» **WORK ITEM**
Within the records, tally the lines that contain "ApplyStyleArgs" and reply with that number only.

____ RECORDS PROVIDED

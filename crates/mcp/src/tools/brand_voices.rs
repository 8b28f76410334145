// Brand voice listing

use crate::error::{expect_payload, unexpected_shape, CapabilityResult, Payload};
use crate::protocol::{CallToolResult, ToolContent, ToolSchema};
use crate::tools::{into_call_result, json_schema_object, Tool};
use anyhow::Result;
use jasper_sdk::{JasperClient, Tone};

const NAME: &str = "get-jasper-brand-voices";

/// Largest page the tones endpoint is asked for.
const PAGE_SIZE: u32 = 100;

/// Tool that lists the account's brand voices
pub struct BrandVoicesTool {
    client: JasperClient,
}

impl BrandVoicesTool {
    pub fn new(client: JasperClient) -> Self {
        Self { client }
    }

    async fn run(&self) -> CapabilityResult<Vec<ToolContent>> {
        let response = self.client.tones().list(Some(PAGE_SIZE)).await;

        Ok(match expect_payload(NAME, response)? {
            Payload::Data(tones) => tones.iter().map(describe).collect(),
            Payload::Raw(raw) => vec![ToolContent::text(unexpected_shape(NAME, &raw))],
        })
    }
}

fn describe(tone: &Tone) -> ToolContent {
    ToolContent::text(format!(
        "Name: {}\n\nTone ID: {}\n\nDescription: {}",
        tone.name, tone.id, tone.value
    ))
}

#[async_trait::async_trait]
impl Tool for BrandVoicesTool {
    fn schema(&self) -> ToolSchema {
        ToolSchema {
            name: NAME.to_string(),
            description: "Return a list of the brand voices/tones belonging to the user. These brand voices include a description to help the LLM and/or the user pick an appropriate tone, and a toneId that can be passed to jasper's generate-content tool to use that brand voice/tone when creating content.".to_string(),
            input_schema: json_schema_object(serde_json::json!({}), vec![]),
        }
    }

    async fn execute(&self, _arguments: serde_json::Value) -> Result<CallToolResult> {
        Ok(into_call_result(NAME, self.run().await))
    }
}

________
____ RECORDS PROVIDED

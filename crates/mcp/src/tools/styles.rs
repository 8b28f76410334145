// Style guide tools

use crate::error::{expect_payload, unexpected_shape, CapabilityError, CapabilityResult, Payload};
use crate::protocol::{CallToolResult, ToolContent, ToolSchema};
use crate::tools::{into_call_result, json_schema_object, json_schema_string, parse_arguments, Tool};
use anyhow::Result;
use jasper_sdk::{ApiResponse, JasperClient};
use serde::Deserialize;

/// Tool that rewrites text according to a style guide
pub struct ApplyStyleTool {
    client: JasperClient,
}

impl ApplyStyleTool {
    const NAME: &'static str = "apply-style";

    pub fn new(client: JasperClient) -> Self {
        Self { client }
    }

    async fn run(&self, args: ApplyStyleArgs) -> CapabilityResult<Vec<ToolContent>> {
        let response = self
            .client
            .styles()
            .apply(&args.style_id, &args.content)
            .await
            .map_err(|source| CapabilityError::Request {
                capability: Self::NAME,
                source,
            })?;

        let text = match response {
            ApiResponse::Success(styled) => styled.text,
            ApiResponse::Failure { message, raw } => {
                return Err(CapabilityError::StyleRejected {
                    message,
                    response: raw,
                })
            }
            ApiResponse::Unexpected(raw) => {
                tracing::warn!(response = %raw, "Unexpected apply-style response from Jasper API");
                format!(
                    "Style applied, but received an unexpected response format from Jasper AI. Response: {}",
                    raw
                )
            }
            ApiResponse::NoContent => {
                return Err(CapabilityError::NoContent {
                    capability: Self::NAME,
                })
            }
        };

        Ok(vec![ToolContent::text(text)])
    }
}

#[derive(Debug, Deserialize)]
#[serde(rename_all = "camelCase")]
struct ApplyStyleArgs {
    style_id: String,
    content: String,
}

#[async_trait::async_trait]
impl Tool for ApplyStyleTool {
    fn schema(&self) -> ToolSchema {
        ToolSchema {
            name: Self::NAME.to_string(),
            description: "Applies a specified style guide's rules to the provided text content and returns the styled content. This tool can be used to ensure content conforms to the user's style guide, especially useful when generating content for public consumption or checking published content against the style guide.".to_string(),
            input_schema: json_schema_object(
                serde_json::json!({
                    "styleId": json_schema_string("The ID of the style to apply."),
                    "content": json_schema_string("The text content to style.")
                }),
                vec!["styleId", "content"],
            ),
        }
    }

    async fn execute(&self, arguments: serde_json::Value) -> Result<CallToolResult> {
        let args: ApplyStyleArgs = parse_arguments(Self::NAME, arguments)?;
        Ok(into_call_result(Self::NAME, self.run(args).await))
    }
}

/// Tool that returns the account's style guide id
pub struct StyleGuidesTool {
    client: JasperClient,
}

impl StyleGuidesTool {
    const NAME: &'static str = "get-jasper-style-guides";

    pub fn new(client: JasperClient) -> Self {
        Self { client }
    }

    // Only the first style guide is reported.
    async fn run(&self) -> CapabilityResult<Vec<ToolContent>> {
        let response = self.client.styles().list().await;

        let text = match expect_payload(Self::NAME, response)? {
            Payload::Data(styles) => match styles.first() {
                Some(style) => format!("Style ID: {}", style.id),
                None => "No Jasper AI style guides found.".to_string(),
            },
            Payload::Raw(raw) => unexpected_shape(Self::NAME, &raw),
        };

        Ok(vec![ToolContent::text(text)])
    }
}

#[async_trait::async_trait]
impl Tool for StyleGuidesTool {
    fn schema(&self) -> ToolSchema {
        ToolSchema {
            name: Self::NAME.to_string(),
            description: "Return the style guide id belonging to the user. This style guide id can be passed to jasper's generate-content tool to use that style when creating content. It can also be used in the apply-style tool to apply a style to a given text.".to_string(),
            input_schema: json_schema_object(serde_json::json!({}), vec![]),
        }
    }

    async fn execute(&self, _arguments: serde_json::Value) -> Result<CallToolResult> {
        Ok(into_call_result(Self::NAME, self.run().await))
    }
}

________

» **RESPONSE**
3